I’ve also heard comedians unpacking comedy as craft. These include the recent double podcast conversation between Aisha Tyler and Kevin Smith or people on speaking about what they do on Inside the Actor’s Studio such as Tina Fey’s recent foray. Such discussions emphasize the thought and deliberateness that goes into creating comedy, elevating it to the same level of artistic creation as anything else.
But while I appreciate and agree with these kinds of analyses, they weren’t what I was ultimately looking for when I felt inclined to defend comedy. In the end, I wanted to understand and convey something like an aesthetics of comedy. And in my admittedly limited knowledge, I have never heard anyone defending comedy purely as an artistic expression the way we talk about sonnets or jazz or Picasso paintings. Even still, my gut tells me that Sedaris is an important author, a talented author, worth considering as a serious artist. So the question lingered: What is the worth of something that’s “just funny”?
The defense of comedy comes more easily when found under that ugly portmanteau “dramedy.” Films such as Little Miss Sunshine and Away We Go walk the line between heft and levity, and we delight in the opportunity to wrestle with Truth while also getting in a bit of a giggle. But in such cases does comedy function as honey sweetening the heavy Truth pill or a necessary part of the aesthetic, the craft, the artistry?
The question of comedy’s merit came up again recently in a discussion with a friend over the history of sitcoms. I was declaiming the importance of 30 Rock, in part because it’s almost a classic sitcom and yet consistently transcends and manipulates the conventions of a genre grown so tired it usually has a lot of nerve calling itself comedy at all. (I’m looking at you, Two and a Half Men.) During this conversation, I returned to the problem of defending the aesthetics of comedy. As I told this friend, I believe that comedy has artistic merit but I cannot find the words to explain why.

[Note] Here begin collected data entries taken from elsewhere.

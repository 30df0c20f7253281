//! Views of sections mapped into the process address space.

use std::os::unix::io::RawFd;

use log::warn;

use crate::deadline::Deadline;
use crate::error::Error;
use crate::error::ErrorKind;
use crate::error::Result;
use crate::error::fatal;
use crate::io::Buffer;
use crate::io::ConstBuffer;
use crate::io::Extent;
use crate::io::IoBuffer;
use crate::io::IoRequest;
use crate::section::SectionFlags;
use crate::section::SectionHandle;
use crate::utils::allocation_granularity;
use crate::utils::page_size;

// Not every BSD still accepts MAP_NORESERVE; it is strictly an
// optimization, so it degrades to nothing where absent.
#[cfg(not(target_os = "freebsd"))]
const MAP_NORESERVE_FLAG: libc::c_int = libc::MAP_NORESERVE;
#[cfg(target_os = "freebsd")]
const MAP_NORESERVE_FLAG: libc::c_int = 0;

fn prot_from_flags(flags: SectionFlags) -> libc::c_int {
    let mut prot = 0;
    if flags.contains(SectionFlags::READ) {
        prot |= libc::PROT_READ;
    }
    if flags.contains(SectionFlags::WRITE) || flags.contains(SectionFlags::COW) {
        prot |= libc::PROT_READ | libc::PROT_WRITE;
    }
    if flags.contains(SectionFlags::EXECUTE) {
        prot |= libc::PROT_EXEC;
    }
    prot
}

/// Rounds a region outward to page boundaries.
fn round_outward(region: Extent, len: usize) -> Option<(usize, usize)> {
    let ps = page_size() as u64;
    let start = region.offset / ps * ps;
    let end = (region.offset + region.length).div_ceil(ps) * ps;
    let end = end.min(len as u64);
    if start >= end {
        return None;
    }
    Some((start as usize, (end - start) as usize))
}

/// Rounds a region inward to page boundaries; `None` if no whole page is
/// covered.
fn round_inward(region: Extent, len: usize) -> Option<(usize, usize)> {
    let ps = page_size() as u64;
    let start = region.offset.div_ceil(ps) * ps;
    let end = (region.offset + region.length) / ps * ps;
    let end = end.min(len as u64);
    if start >= end {
        return None;
    }
    Some((start as usize, (end - start) as usize))
}

/// Serves a scatter read directly out of mapped memory: the returned
/// buffers point into the map.
pub(crate) fn serve_read_from_memory<'r, 'a>(
    base: *mut u8,
    limit: usize,
    req: IoRequest<'r, Buffer<'a>>,
) -> Result<&'r mut [Buffer<'a>]> {
    let IoRequest { buffers, offset } = req;
    let mut pos = (offset as usize).min(limit);
    let mut used = 0;
    for b in buffers.iter_mut() {
        let take = b.len().min(limit - pos);
        b.set_ptr(unsafe { base.add(pos) });
        b.set_len(take);
        pos += take;
        if take > 0 {
            used += 1;
        }
    }
    Ok(&mut buffers[..used])
}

Like all such lingering questions of much giant weightiness, I found my answer quite unexpectedly and it was so obvious that the feeling was less “Ah ha!” and more “duh.” My friend mentioned Louis as another important, recent evolution in comedy television. A few days later I watched my first episode of this bizarre creation of comedian Louis C. K. Many smart things can be (and have been) said about the show’s depiction of masculinity and fatherhood, and its strange hybridity—Autobiographic fiction? Fictional autobiography? Pastiche? Vignettes? Post-modern sit-commery?
But what struck me most about Louis was its darkness. Despite the comedy, make no mistake, Louis is grim. It’s also hilarious. And yet it somehow didn’t quite fit the whimsy I generally associate with “dramedy.” And yet again, though it’s overtly “comedy,” written by and starring a “comedian,” Louis feels like it has more in common with The Wire than Ally McBeal.

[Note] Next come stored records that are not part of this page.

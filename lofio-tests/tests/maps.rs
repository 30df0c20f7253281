//! Sections, views and mapped files.

use lofio::Buffer;
use lofio::Caching;
use lofio::ConstBuffer;
use lofio::Creation;
use lofio::ErrorKind;
use lofio::FileHandle;
use lofio::HandleFlags;
use lofio::IoHandle;
use lofio::IoRequest;
use lofio::MapHandle;
use lofio::MappedFileHandle;
use lofio::Mode;
use lofio::SectionFlags;
use lofio::SectionHandle;
use lofio::bytes_transferred;
use lofio::utils::page_size;

#[test]
fn anonymous_section_round_trip() {
    let section = SectionHandle::anonymous(
        (page_size() * 4) as u64,
        None,
        SectionFlags::READ | SectionFlags::WRITE,
    )
    .unwrap();
    assert_eq!(section.length(), (page_size() * 4) as u64);

    let map = MapHandle::map(&section, 0, 0, SectionFlags::empty()).unwrap();
    assert_eq!(map.len(), page_size() * 4);
    unsafe {
        map.as_ptr().write_bytes(0x42, map.len());
        assert_eq!(*map.as_ptr().add(map.len() - 1), 0x42);
    }
}

#[test]
fn two_views_of_one_section_share_memory() {
    let section = SectionHandle::anonymous(
        page_size() as u64,
        None,
        SectionFlags::READ | SectionFlags::WRITE,
    )
    .unwrap();
    let a = MapHandle::map(&section, 0, 0, SectionFlags::empty()).unwrap();
    let b = MapHandle::map(&section, 0, 0, SectionFlags::empty()).unwrap();
    unsafe {
        a.as_ptr().write(0x7e);
        assert_eq!(*b.as_ptr(), 0x7e);
    }
}

#[test]
fn section_over_short_file_rejects_oversize_read_only() {
    let dir = tempfile::tempdir().unwrap();
    let path = dir.path().join("short");
    std::fs::write(&path, vec![0u8; 100]).unwrap();
    let fh = FileHandle::open(
        &path,
        Mode::Read,
        Creation::OpenExisting,
        Caching::All,
        HandleFlags::empty(),
    )
    .unwrap();
    let err = SectionHandle::backed(&fh, 1 << 20, SectionFlags::READ).unwrap_err();
    assert_eq!(err.kind(), ErrorKind::ValueTooLarge);
}

#[test]
fn writable_section_extends_the_file() {
    let dir = tempfile::tempdir().unwrap();
    let path = dir.path().join("growme");
    let fh = FileHandle::open(
        &path,
        Mode::Write,
        Creation::IfNeeded,
        Caching::All,
        HandleFlags::empty(),
    )
    .unwrap();
    let want = (page_size() * 2) as u64;
    let section =
        SectionHandle::backed(&fh, want, SectionFlags::READ | SectionFlags::WRITE)
            .unwrap();
    assert_eq!(section.length(), want);
    assert_eq!(fh.length().unwrap(), want);
}

#[test]
fn mapped_file_write_is_visible_to_plain_reads() {
    let dir = tempfile::tempdir().unwrap();
    let path = dir.path().join("mapped");
    let mut mf = MappedFileHandle::open(
        65536,
        &path,
        Mode::Write,
        Creation::IfNeeded,
        Caching::All,
        HandleFlags::empty(),
    )
    .unwrap();

    let mut bufs = [ConstBuffer::new(b"XYZ".as_slice())];
    let written = mf.write(IoRequest::new(&mut bufs, 0), None).unwrap();
    assert_eq!(bytes_transferred(written), 3);

    let addr = mf.address();
    assert!(!addr.is_null());
    unsafe {
        assert_eq!(*addr, b'X');
        assert_eq!(*addr.add(1), b'Y');
        assert_eq!(*addr.add(2), b'Z');
        // Mutate through the map, then flush to the device.
        *addr = b'Q';
    }
    mf.barrier(None, true, false, None).unwrap();

    let other = FileHandle::open(
        &path,
        Mode::Read,
        Creation::OpenExisting,
        Caching::All,
        HandleFlags::empty(),
    )
    .unwrap();
    let mut back = [0u8; 3];
    let mut rbufs = [Buffer::new(&mut back)];
    other.read(IoRequest::new(&mut rbufs, 0), None).unwrap();
    assert_eq!(&back, b"QYZ");
}

#[test]
fn mapped_file_reads_come_from_the_map() {
    let dir = tempfile::tempdir().unwrap();
    let path = dir.path().join("zerocopy");
    std::fs::write(&path, b"ABCDEFGH").unwrap();
    let mf = MappedFileHandle::open(
        0,
        &path,
        Mode::Read,
        Creation::OpenExisting,
        Caching::All,
        HandleFlags::empty(),
    )
    .unwrap();
    let mut scratch = [0u8; 8];
    let mut bufs = [Buffer::new(&mut scratch)];
    let got = mf.read(IoRequest::new(&mut bufs, 0), None).unwrap();
    assert_eq!(bytes_transferred(got), 8);
    assert_eq!(got[0].as_slice(), b"ABCDEFGH");
    // Zero copy: the returned buffer aliases the map, not the scratch.
    assert_eq!(got[0].as_slice().as_ptr(), mf.address().cast_const());
}

#[test]
fn truncation_keeps_the_address_within_the_reservation() {
    let dir = tempfile::tempdir().unwrap();
    let path = dir.path().join("resize");
    let reservation = (page_size() * 16) as u64;
    let mut mf = MappedFileHandle::open(
        reservation,
        &path,
        Mode::Write,
        Creation::IfNeeded,
        Caching::All,
        HandleFlags::empty(),
    )
    .unwrap();

    mf.truncate(reservation).unwrap();
    let addr = mf.address();
    assert_eq!(mf.mapped_length(), reservation);

    // Shrinking within the reservation leaves the mapping alone.
    mf.truncate(reservation / 2).unwrap();
    assert_eq!(mf.address(), addr);
    assert_eq!(mf.mapped_length(), reservation / 2);
    assert_eq!(mf.as_file().length().unwrap(), reservation / 2);

    // Growing past it re-reserves; the address is allowed to move.
    mf.truncate(reservation * 2).unwrap();
    assert_eq!(mf.mapped_length(), reservation * 2);
    assert_eq!(mf.as_file().length().unwrap(), reservation * 2);
}

#[test]
fn reserve_on_an_empty_file_is_an_invalid_seek() {
    let dir = tempfile::tempdir().unwrap();
    let path = dir.path().join("empty");
    let mut mf = MappedFileHandle::open(
        0,
        &path,
        Mode::Write,
        Creation::IfNeeded,
        Caching::All,
        HandleFlags::empty(),
    )
    .unwrap();
    assert!(mf.address().is_null());
    let err = mf.reserve(page_size() as u64).unwrap_err();
    assert_eq!(err.kind(), ErrorKind::InvalidSeek);
}

#[test]
fn truncate_to_zero_drops_the_mapping() {
    let dir = tempfile::tempdir().unwrap();
    let path = dir.path().join("dropme");
    let mut mf = MappedFileHandle::open(
        0,
        &path,
        Mode::Write,
        Creation::IfNeeded,
        Caching::All,
        HandleFlags::empty(),
    )
    .unwrap();
    mf.truncate(page_size() as u64).unwrap();
    assert!(!mf.address().is_null());
    mf.truncate(0).unwrap();
    assert!(mf.address().is_null());
    assert_eq!(mf.as_file().length().unwrap(), 0);
}

#[test]
fn update_map_sees_third_party_growth() {
    let dir = tempfile::tempdir().unwrap();
    let path = dir.path().join("grown-elsewhere");
    let reservation = (page_size() * 8) as u64;
    let mut mf = MappedFileHandle::open(
        reservation,
        &path,
        Mode::Write,
        Creation::IfNeeded,
        Caching::All,
        HandleFlags::empty(),
    )
    .unwrap();
    mf.truncate(page_size() as u64).unwrap();

    // Someone else extends the file and writes past our view.
    let other = FileHandle::open(
        &path,
        Mode::Write,
        Creation::OpenExisting,
        Caching::All,
        HandleFlags::empty(),
    )
    .unwrap();
    other.truncate((page_size() * 2) as u64).unwrap();
    let marker = [0x5au8; 8];
    let mut bufs = [ConstBuffer::new(&marker)];
    other
        .write(IoRequest::new(&mut bufs, page_size() as u64), None)
        .unwrap();

    assert_eq!(mf.update_map().unwrap(), (page_size() * 2) as u64);
    unsafe {
        assert_eq!(*mf.address().add(page_size()), 0x5a);
    }
}

#[test]
fn do_not_store_discards_contents_safely() {
    let m = MapHandle::anonymous(
        page_size() * 4,
        SectionFlags::READ | SectionFlags::WRITE,
    )
    .unwrap();
    unsafe {
        m.as_ptr().write_bytes(0xff, m.len());
    }
    m.do_not_store(lofio::Extent::new(0, m.len() as u64)).unwrap();
    // The contents are unpredictable now, but the memory must still be
    // readable and writable.
    unsafe {
        let _ = m.as_ptr().read();
        m.as_ptr().write(1);
    }
}

#[test]
fn prefetch_is_a_harmless_hint() {
    let m = MapHandle::anonymous(page_size() * 2, SectionFlags::READ).unwrap();
    m.prefetch(&[lofio::Extent::new(0, m.len() as u64)]).unwrap();
}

As I pondered Louis and pondered the aesthetics of comedy, I finally stumbled upon the key question: apart from craft, what gives Art its virtuous weight? The answer: it reveals essential truths about the human condition. Huh, I thought, quality comedy does that too. See? I told you it was more “duh” than “Eureka!”

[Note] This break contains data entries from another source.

use crate::utils::error::{MoittError, Result};
use url::Url;

pub trait Validate {
    fn validate(&self) -> Result<()>;
}

fn invalid(field: &str, value: impl ToString, reason: impl Into<String>) -> MoittError {
    MoittError::InvalidConfigValueError {
        field: field.to_string(),
        value: value.to_string(),
        reason: reason.into(),
    }
}

/// Mirror and quay endpoints must be plain http(s) URLs.
pub fn validate_url(field_name: &str, url_str: &str) -> Result<()> {
    if url_str.is_empty() {
        return Err(invalid(field_name, url_str, "URL cannot be empty"));
    }

    let url = Url::parse(url_str)
        .map_err(|e| invalid(field_name, url_str, format!("Invalid URL format: {}", e)))?;
    match url.scheme() {
        "http" | "https" => Ok(()),
        scheme => Err(invalid(
            field_name,
            url_str,
            format!("Unsupported URL scheme: {}", scheme),
        )),
    }
}

pub fn validate_path(field_name: &str, path: &str) -> Result<()> {
    if path.is_empty() {
        return Err(invalid(field_name, path, "Path cannot be empty"));
    }
    if path.contains('\0') {
        return Err(invalid(field_name, path, "Path contains null bytes"));
    }
    Ok(())
}

pub fn validate_positive_number(field_name: &str, value: u64, min_value: u64) -> Result<()> {
    if value < min_value {
        return Err(invalid(
            field_name,
            value,
            format!("Value must be at least {}", min_value),
        ));
    }
    Ok(())
}

/// `oc apply -f` only takes YAML or JSON manifests.
pub fn validate_manifest_extension(field_name: &str, file: &str) -> Result<()> {
    const ALLOWED: [&str; 3] = ["yaml", "yml", "json"];

    match std::path::Path::new(file)
        .extension()
        .and_then(|ext| ext.to_str())
    {
        Some(extension) if ALLOWED.contains(&extension) => Ok(()),
        Some(extension) => Err(invalid(
            field_name,
            file,
            format!(
                "Unsupported manifest extension: {}. Allowed extensions: {}",
                extension,
                ALLOWED.join(", ")
            ),
        )),
        None => Err(invalid(field_name, file, "Manifest file has no extension")),
    }
}

pub fn validate_non_empty_string(field_name: &str, value: &str) -> Result<()> {
    if value.trim().is_empty() {
        return Err(invalid(field_name, value, "Value cannot be empty"));
    }
    Ok(())
}

#[cfg(test)]
mod tests {
    use super::*;

    #[test]
    fn test_validate_url() {
        assert!(validate_url("mirror.base_url", "https://mirror.openshift.com").is_ok());
        assert!(validate_url("mirror.base_url", "http://localhost:8080").is_ok());
        assert!(validate_url("mirror.base_url", "").is_err());
        assert!(validate_url("mirror.base_url", "invalid-url").is_err());
        assert!(validate_url("mirror.base_url", "ftp://example.com").is_err());
    }

    #[test]
    fn test_validate_positive_number() {
        assert!(validate_positive_number("istio.check_timeout_seconds", 5, 1).is_ok());
        assert!(validate_positive_number("istio.check_timeout_seconds", 0, 1).is_err());
    }

    #[test]
    fn test_validate_manifest_extension() {
        assert!(validate_manifest_extension("CR_FILE", "testdata/smcp.yaml").is_ok());
        assert!(validate_manifest_extension("CR_FILE", "cr.yml").is_ok());
        assert!(validate_manifest_extension("CR_FILE", "cr.txt").is_err());
        assert!(validate_manifest_extension("CR_FILE", "cr").is_err());
    }

    #[test]
    fn test_validate_non_empty_string() {
        assert!(validate_non_empty_string("version", "4.3.9").is_ok());
        assert!(validate_non_empty_string("version", "   ").is_err());
    }
}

Charlie Chaplin to David Sedaris, Kurt Vonnegut to Nick Hornby, Roseanne Barr to Tina Fey, Molly Ivins to Stephen Colbert—there’s a reason why the best comedy punches you in the gut even while you’re laughing. Quality comedy makes us squirm, allows us to laugh at forbidden topics, shows how laughter may be the only defense in the face of bleak, human existence. Even when it’s not palliating the horrors of life, it still emphasizes the pleasures of joy, silliness, and belly laughter. And it often teases the brain, requiring foreknowledge or complex thinking in order to “get” the joke. In sum, it does everything that Faulkner does and yet it’s fun! Hence, it’s unflaggingly miniscule place in the echelons of Art. But that’s okay. I won’t tell if you won’t.